Fliers face a Catch-22 these days: Either you pay a hefty fee to check a bag (hoping and praying it actually arrives intact) or you cram everything except that tube of toothpaste! into a carry-on bag (hoping and praying there'll be room for your bag in the overhead bin). A story in the New York Times this weekend discussed how some travelers are getting around this predicament: gate-checking your bag to avoid the fee; booking a seat in the back half of the plane so you’ll be among the first board; or flying Southwest, which doesn’t charge to check bags. But it left out my favorite tactic, which comes with tons of extra benefits: attaining elite status in a frequent-flier program.
You don’t have to be Ryan Bingham (aka George Clooney) to do this, at least on American Airlines. AA has a semi-secret program called the Gold Challenge that lets you join the elite ranks of its AAdvantage program for earning just 5,000 points in a three-month period (there’s also a Platinum Challenge with a 10,000-point minimum). It’s a lot easier than you think, especially if you’re taking a couple of trips to or from New York to California, or visiting South America or Asia or even Europe. I’ve done it twice already, and find that the benefits of being Gold or Platinum are even better than the miles you earn. For one thing, you don’t get charged for checking a bag, and you board first no problem with the overhead bin. Even better, you have a dedicated line for checking in and going through security. You can get an exit-row seat assignment; you’re eligible for upgrades (though those are becoming rarer; and you get bonus miles every time you fly. Plus a whole lot of other nifty little benefits, including on AA’s partner airlines.
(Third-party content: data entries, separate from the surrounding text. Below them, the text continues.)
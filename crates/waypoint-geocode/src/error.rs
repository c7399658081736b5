use thiserror::Error;

/// Errors returned by geocoding adapters and the fallback chain.
#[derive(Debug, Error, Clone, PartialEq)]
pub enum GeocodeError {
    /// The address text was empty or whitespace-only.
    #[error("geocoding query must not be empty")]
    InvalidQuery,

    #[error("coordinates out of range: lat={lat}, lng={lng}")]
    InvalidCoordinates { lat: f64, lng: f64 },

    /// Network failure, non-2xx status, quota, auth or malformed body.
    #[error("{provider} unavailable: {reason}")]
    ProviderUnavailable { provider: String, reason: String },

    #[error("{provider} returned no results")]
    NoResults { provider: String },

    #[error("missing credential for geocoding provider {provider}")]
    MissingCredential { provider: String },

    #[error("invalid base URL '{url}': {reason}")]
    InvalidBaseUrl { url: String, reason: String },
}

impl GeocodeError {
    /// Returns `true` if the next provider in the chain should be tried.
    ///
    /// Malformed input is never recoverable: another backend would reject
    /// it just the same.
    #[must_use]
    pub fn is_recoverable(&self) -> bool {
        matches!(
            self,
            GeocodeError::ProviderUnavailable { .. } | GeocodeError::NoResults { .. }
        )
    }

    pub(crate) fn unavailable(provider: &str, reason: impl Into<String>) -> Self {
        GeocodeError::ProviderUnavailable {
            provider: provider.to_owned(),
            reason: reason.into(),
        }
    }

    pub(crate) fn no_results(provider: &str) -> Self {
        GeocodeError::NoResults {
            provider: provider.to_owned(),
        }
    }
}
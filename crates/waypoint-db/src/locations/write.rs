//! Write operations for the location history tables.

use sqlx::PgPool;
use uuid::Uuid;

use super::types::{FavoriteLocationRow, LocationColumns, RecentLocationRow};

/// Insert a recent location or bump the usage count of the existing row.
///
/// A single `INSERT … ON CONFLICT DO UPDATE` keeps concurrent calls for the
/// same address from losing increments. Detail and coordinate columns are
/// only overwritten when the new location provides them.
///
/// # Errors
///
/// Returns [`sqlx::Error`] if the query fails.
pub async fn upsert_recent_location(
    pool: &PgPool,
    user_id: Uuid,
    columns: &LocationColumns,
) -> Result<RecentLocationRow, sqlx::Error> {
    sqlx::query_as::<_, RecentLocationRow>(
        "INSERT INTO recent_locations \
             (user_id, normalized_address, address, street_address, city, state, zip_code, \
              latitude, longitude, place_id) \
         VALUES ($1, $2, $3, $4, $5, $6, $7, $8, $9, $10) \
         ON CONFLICT (user_id, normalized_address) DO UPDATE SET \
             usage_count    = recent_locations.usage_count + 1, \
             last_used_at   = NOW(), \
             address        = EXCLUDED.address, \
             street_address = COALESCE(EXCLUDED.street_address, recent_locations.street_address), \
             city           = COALESCE(EXCLUDED.city, recent_locations.city), \
             state          = COALESCE(EXCLUDED.state, recent_locations.state), \
             zip_code       = COALESCE(EXCLUDED.zip_code, recent_locations.zip_code), \
             latitude       = COALESCE(EXCLUDED.latitude, recent_locations.latitude), \
             longitude      = COALESCE(EXCLUDED.longitude, recent_locations.longitude), \
             place_id       = COALESCE(EXCLUDED.place_id, recent_locations.place_id) \
         RETURNING public_id, address, street_address, city, state, zip_code, \
                   latitude, longitude, place_id, usage_count, last_used_at",
    )
    .bind(user_id)
    .bind(&columns.normalized_address)
    .bind(&columns.address)
    .bind(&columns.street_address)
    .bind(&columns.city)
    .bind(&columns.state)
    .bind(&columns.zip_code)
    .bind(columns.latitude)
    .bind(columns.longitude)
    .bind(&columns.place_id)
    .fetch_one(pool)
    .await
}

/// Insert a favorite.
///
/// A name already used by this user (ignoring case) fails with a unique
/// violation on `favorite_locations_user_name_key`.
///
/// # Errors
///
/// Returns [`sqlx::Error`] if the query fails.
pub async fn insert_favorite_location(
    pool: &PgPool,
    user_id: Uuid,
    name: &str,
    icon: &str,
    columns: &LocationColumns,
) -> Result<FavoriteLocationRow, sqlx::Error> {
    sqlx::query_as::<_, FavoriteLocationRow>(
        "INSERT INTO favorite_locations \
             (user_id, name, icon, normalized_address, address, street_address, city, state, \
              zip_code, latitude, longitude, place_id) \
         VALUES ($1, $2, $3, $4, $5, $6, $7, $8, $9, $10, $11, $12) \
         RETURNING public_id, name, icon, address, street_address, city, state, zip_code, \
                   latitude, longitude, place_id, created_at",
    )
    .bind(user_id)
    .bind(name)
    .bind(icon)
    .bind(&columns.normalized_address)
    .bind(&columns.address)
    .bind(&columns.street_address)
    .bind(&columns.city)
    .bind(&columns.state)
    .bind(&columns.zip_code)
    .bind(columns.latitude)
    .bind(columns.longitude)
    .bind(&columns.place_id)
    .fetch_one(pool)
    .await
}

/// Delete a favorite by public id. Returns `false` if no row matched.
///
/// # Errors
///
/// Returns [`sqlx::Error`] if the query fails.
pub async fn delete_favorite_location(
    pool: &PgPool,
    user_id: Uuid,
    public_id: Uuid,
) -> Result<bool, sqlx::Error> {
    let result =
        sqlx::query("DELETE FROM favorite_locations WHERE user_id = $1 AND public_id = $2")
            .bind(user_id)
            .bind(public_id)
            .execute(pool)
            .await?;
    Ok(result.rows_affected() > 0)
}
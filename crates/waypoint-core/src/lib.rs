pub mod address;
pub mod app_config;
pub mod config;
pub mod history;
pub mod location;
pub mod payload;

pub use address::DetailedAddress;
pub use app_config::{AppConfig, Environment, ProviderKind};
pub use config::{load_app_config, load_app_config_from_env};
pub use history::{
    is_searchable_query, validate_favorite_name, validate_location, HistoryError, HistorySearch,
    InMemoryHistoryStore, LocationHistoryStore, MIN_QUERY_LEN,
};
pub use location::{
    normalize_address, Coordinates, FavoriteIcon, FavoriteLocationEntry, Location,
    RecentLocationEntry, ResolvedLocation, SearchSuggestion, UserId,
};
pub use payload::{FavoritePayload, LocationPayload};

use thiserror::Error;

#[derive(Debug, Error, PartialEq)]
pub enum CoreError {
    #[error("address must not be empty")]
    EmptyAddress,
    #[error("coordinates out of range: lat={lat}, lng={lng}")]
    InvalidCoordinates { lat: f64, lng: f64 },
}

#[derive(Debug, Error)]
pub enum ConfigError {
    #[error("missing required environment variable: {0}")]
    MissingEnvVar(String),
    #[error("invalid value for {var}: {reason}")]
    InvalidEnvVar { var: String, reason: String },
}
The Challenges are explained in detail in this entry on
but here are the basics:
My partner Michael and I earned Platinum status last year by flying from New York to Rio de Janeiro over Christmas 2008 (around 9,600 miles, or 4,800 points), then taking weekend trips in January and February to London (3,400), Miami (1,100), and Toronto (700). That put us just over the 10,000-point threshold and earned us Platinum status for all of 2009. We didn’t fly AA enough to requalify this year, so they dropped us down to Gold for 2010. Not too shabby we still get to skip the lines and pity all the poor saps trying in vain to find a spot to stash their duffel bag.
P.S. I'm not shilling for AA. I just think this is a great program, especially if you live somewhere where American has a lot of flights (New York, L.A., Miami). I'm surprised more people don't know about it.